Two seconds at most to register
this passing glimpse of pain then pull away
behind the wheel of my own truck.
Why drive in that condition?
Did she start the car in sadness,
or did it envelope her like the shadow
of an overpass as she drove?

This morning another woman
brought me tears and sought my comfort,
and somewhere a woman forbidden to me
is weeping (I'm almost certain),
and beside me in the rumbling seat of my truck
another woman sits and stares
helplessly numb between the phases of her tears-

but all I can see is the woman in the car
frozen in despair like the daughters of the sun
whose tears turned into amber
that could trap and freeze a moment
in each golden drowning drop.

R.G. Evans



DRIVING TO UPSTATE NEW YORK AT EASTER

Outside the car, porches lurch at dangerous angles,
barns reduce to crackling piles of faded lumber
on the flattened brown grass of early Northern Spring.
Sometimes I think I see the green that waits beneath.
Sometimes, too, houses bow out on one side and the other,
waiting to collapse, though people live there still, I know
because their chimney smoke trails into the sky,
their televisions flicker.

And there is beauty in the roofs striped in shades
of orange rust on grayish tin, in cloud-shadowed
hills already patched by pines and leafless trees
that wait to bud, in cows in mud, and wrecks of
once useful trucks.  There's beauty in this thruway
too-delicious speed with which I drive away from
or towards whatever waits.

I head for what was home from what was home,
years of anger from a husband who says that now
he's changed, and waits for me to change my own
wrecked heart back towards his.

While all I see is waiting to collapse or grow,
I drive right past and through, across the
mountains into shadows of my own.
 

Svea Barrett-Tarleton



DRIVER'S EDUCATION

The mechanic tells me
You drive too fast
and break too hard.
Somehow my car told him this.
Brakes worn too fast.
A clutch that need adjusting too often.
Fluids that are boiling over.
Not that's a bad thing in a woman
he follows up with a grin
Just not with a car.

He's got about 20 years more
on his odometer than me
and a greasy wedding band
that he's inadvertently polishing
with the rag he's holding.

I ask him if he can have it fixed
today so that I can pick it up
in the morning and I lift the hem
of my white t-shirt and fan
my midriff as I say it.

He nods and his eyes shift on me.
The car will be ready in the morning,
and I will drive it away too fast.
I will brake too hard.
Because that's the way I drive
and because men like him
will always wants to make it all better.
 

Pamela Milne
 



MATRYOSHKA

Over dinner (rigatoni in a sauce) my daughter speaks of our spiritual natures.  She tells me it comforts her to think of being humble.  I tell her she has always been a conscious being, that I witnessed her wet unfolding in a mirror and saw at once how she took in the topography of a world where what she sees is seen for good.  Earlier, driving into Newark, I had been thinking about all the injustice in the world and how some people never get loved or brought things.  I like the road by the river, how it's flat and how it twists just the same, and the long garages with their pleated metal doors, all manner of graffiti.
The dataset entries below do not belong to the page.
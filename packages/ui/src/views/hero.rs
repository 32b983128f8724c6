//! Storefront hero banner.

use dioxus::prelude::*;

use crate::use_api;

#[derive(Clone, Debug, PartialEq)]
enum HeroState {
    Loading,
    Ready(api::Banner),
    Failed(&'static str),
}

#[component]
pub fn HeroSection(on_start: EventHandler<()>) -> Element {
    let client = use_api();
    let mut state = use_signal(|| HeroState::Loading);

    let _loader = use_resource(move || {
        let client = client.clone();
        async move {
            let next = match client.get_banner().await {
                Ok(banner) if banner.is_complete() => HeroState::Ready(banner),
                Ok(_) => HeroState::Failed("Incomplete data received"),
                Err(e) => {
                    tracing::error!("Error fetching banner: {}", e);
                    HeroState::Failed("Error fetching banner")
                }
            };
            state.set(next);
        }
    });

    match state() {
        HeroState::Loading => rsx! {
            div { "Loading..." }
        },
        HeroState::Failed(reason) => rsx! {
            div { "Error: {reason}" }
        },
        HeroState::Ready(banner) => rsx! {
            div {
                class: "container-fluid pb-4",
                section {
                    class: "banner-section img-fluid",
                    style: "background-image: url({banner.image})",
                    div {
                        class: "container",
                        h1 { class: "fw-bold pb-4", "{banner.title}" }
                        if let Some(description) = banner.description.as_deref() {
                            p { class: "lead my-4", "{description}" }
                        }
                        button {
                            class: "btn btn-lg mt-4 p-4",
                            aria_label: "Start designing custom merchandise",
                            onclick: move |_| on_start.call(()),
                            "Start Designing →"
                        }
                    }
                }
            }
        },
    }
}
//! Client error types

use serde::Deserialize;
use thiserror::Error;

/// Everything that can go wrong talking to the backend.
#[derive(Debug, Error)]
pub enum ApiError {
    /// Network or transport error
    #[error("Request failed: {0}")]
    Request(#[from] reqwest::Error),

    /// Backend answered with a non-success status
    #[error("Server error {status}: {}", .message.as_deref().unwrap_or("no message"))]
    Status {
        status: u16,
        message: Option<String>,
    },

    /// Response body was not the JSON we expected
    #[error("Invalid response: {0}")]
    Decode(#[from] serde_json::Error),

    /// Required form fields missing; no request was sent
    #[error("{0}")]
    Validation(String),

    /// Invalid configuration
    #[error("Invalid configuration: {0}")]
    Configuration(String),
}

#[derive(Deserialize)]
struct ErrorBody {
    message: Option<String>,
}

impl ApiError {
    /// Build a status error, pulling `message` out of a JSON body if present.
    pub fn from_status(status: reqwest::StatusCode, body: &str) -> Self {
        let message = serde_json::from_str::<ErrorBody>(body)
            .ok()
            .and_then(|b| b.message)
            .filter(|m| !m.trim().is_empty());
        Self::Status {
            status: status.as_u16(),
            message,
        }
    }

    /// Text to show the user: the backend's own message or a validation
    /// message when there is one, `fallback` otherwise.
    pub fn user_message(&self, fallback: &str) -> String {
        match self {
            Self::Status {
                message: Some(message),
                ..
            } => message.clone(),
            Self::Validation(message) => message.clone(),
            _ => fallback.to_string(),
        }
    }

    pub fn is_unauthorized(&self) -> bool {
        matches!(self, Self::Status { status: 401 | 403, .. })
    }
}

#[cfg(test)]
mod tests {
    use super::*;
    use reqwest::StatusCode;

    #[test]
    fn test_status_extracts_backend_message() {
        let err = ApiError::from_status(
            StatusCode::UNAUTHORIZED,
            r#"{"message":"Invalid credentials"}"#,
        );
        assert_eq!(err.user_message("Login failed."), "Invalid credentials");
        assert!(err.is_unauthorized());
    }

    #[test]
    fn test_status_without_json_uses_fallback() {
        let err = ApiError::from_status(StatusCode::INTERNAL_SERVER_ERROR, "<html>oops</html>");
        assert_eq!(err.user_message("Login failed."), "Login failed.");
        assert!(!err.is_unauthorized());
        assert_eq!(err.to_string(), "Server error 500: no message");
    }

    #[test]
    fn test_blank_message_is_ignored() {
        let err = ApiError::from_status(StatusCode::BAD_REQUEST, r#"{"message":"  "}"#);
        assert_eq!(err.user_message("Failed."), "Failed.");
    }

    #[test]
    fn test_validation_message_is_shown() {
        let err = ApiError::Validation("Title and image are required.".into());
        assert_eq!(
            err.user_message("Failed to store banner."),
            "Title and image are required."
        );
    }
}
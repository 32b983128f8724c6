//! Lenient field deserialisers.
//!
//! The backend is not strict about JSON types: prices and ids come back as
//! numbers from one endpoint and as strings from another, and `images` may be
//! an array or a comma-separated string. Everything is normalised to strings
//! here so views can render without caring.

use serde::{Deserialize, Deserializer};
use serde_json::Value;

fn scalar_to_string(value: Value) -> Option<String> {
    match value {
        Value::Null => None,
        Value::String(s) => Some(s),
        Value::Number(n) => Some(n.to_string()),
        Value::Bool(b) => Some(b.to_string()),
        other => Some(other.to_string()),
    }
}

/// String or number, absent/null as empty string.
pub fn string_or_number<'de, D>(deserializer: D) -> Result<String, D::Error>
where
    D: Deserializer<'de>,
{
    Ok(Option::<Value>::deserialize(deserializer)?
        .and_then(scalar_to_string)
        .unwrap_or_default())
}

/// String or number, absent/null/blank as `None`.
pub fn opt_string_or_number<'de, D>(deserializer: D) -> Result<Option<String>, D::Error>
where
    D: Deserializer<'de>,
{
    Ok(Option::<Value>::deserialize(deserializer)?
        .and_then(scalar_to_string)
        .filter(|s| !s.trim().is_empty()))
}

fn list_items(items: Vec<Value>) -> Vec<String> {
    items
        .into_iter()
        .filter_map(scalar_to_string)
        .map(|s| s.trim().to_string())
        .filter(|s| !s.is_empty())
        .collect()
}

/// Array of names, or one string holding a comma-separated list.
pub fn comma_list<'de, D>(deserializer: D) -> Result<Vec<String>, D::Error>
where
    D: Deserializer<'de>,
{
    Ok(match Option::<Value>::deserialize(deserializer)? {
        Some(Value::Array(items)) => list_items(items),
        Some(Value::String(s)) => s
            .split(',')
            .map(str::trim)
            .filter(|s| !s.is_empty())
            .map(str::to_string)
            .collect(),
        _ => Vec::new(),
    })
}

/// Array of values, or a single value kept whole.
pub fn one_or_many<'de, D>(deserializer: D) -> Result<Vec<String>, D::Error>
where
    D: Deserializer<'de>,
{
    Ok(match Option::<Value>::deserialize(deserializer)? {
        Some(Value::Array(items)) => list_items(items),
        Some(value) => scalar_to_string(value)
            .map(|s| s.trim().to_string())
            .filter(|s| !s.is_empty())
            .into_iter()
            .collect(),
        None => Vec::new(),
    })
}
The train station entrance is a cluttered thing, cops blipping cars that linger past the 3 minute wait, people coming and going in the rain-washed light, their faces beautiful as cameos.  I am all locked in and waiting, happy to be alive, my car white and steaming.  I expect elves and a fairy queen to emerge, Bottom, full of dreams and seraphim, this one, for example, into haberdashery and wearing wingtips, this one radiant as gold leaf, pink winged and furious, ready to cast someone, anyone, out of any garden.  My daughter when she comes is on fire and honing in, fizzing like a Giotto angel.  I think how I would open myself up for her again if I needed to, split my body wide enough to carry her anywhere she wanted, my whole circumference sole to crown, lay her flat inside me, leg in leg, this being the thing I might do best: contain the grief, and whatever else might happen.
 
 

Mary DeBow



I HEARD VOICES

I heard voices
on that long highway home from Sutton
and I missed you when the sun went down.

I heard voices in the dashboard, singing.
I turned up the volume and I missed you;
I thought about Graffiti Overpass
thirty years ago in Stafford Springs:
"Love conquers all; the strong will endure," it said.

I heard voices on the rise near Coventry
and I missed you when the sun went down.
As the darkness rose around me
I thought about you, that night in Forest Park,
the darkest rose in the garden,
and the long highway home, alone.
 
 

Ron Lavalette


My automobile life began
with Daddy's 1921 Model T. .
Mama lettered his initials
in gold on each front door for all to see.
She took pictures of him
proudly standing beside his pride,
dressed in his "Sunday-best."
The final test: in the Summer
we'll no longer have to ride the train
to visit Grand Mama!

I was ten years old In 1926
when Daddy traded his Model T
for the self-starting
(no-longer-needing-a-crank)
Model A Ford sedan.
In Summer, Daddy used it as a taxi.
During the school years,
teacher-Mama drove it
12 tedious miles every day
to and from her work.

She always turned her adventures
into interesting stories for me.
Winter, storming its way
through November,
and often well into April,
creatively challenged a car-owner.
Before the days of Anti-freeze,
alcohol in the radiator helped
only somewhat to keep
the water from freezing.
Sawdust in garage walls
was inadequate insulation
against below-zero Wisconsin.
An open-wire electric heater
under the engine at night
was a fire-hazard that
kept the motor warm
without - by some miracle -

burning the place down.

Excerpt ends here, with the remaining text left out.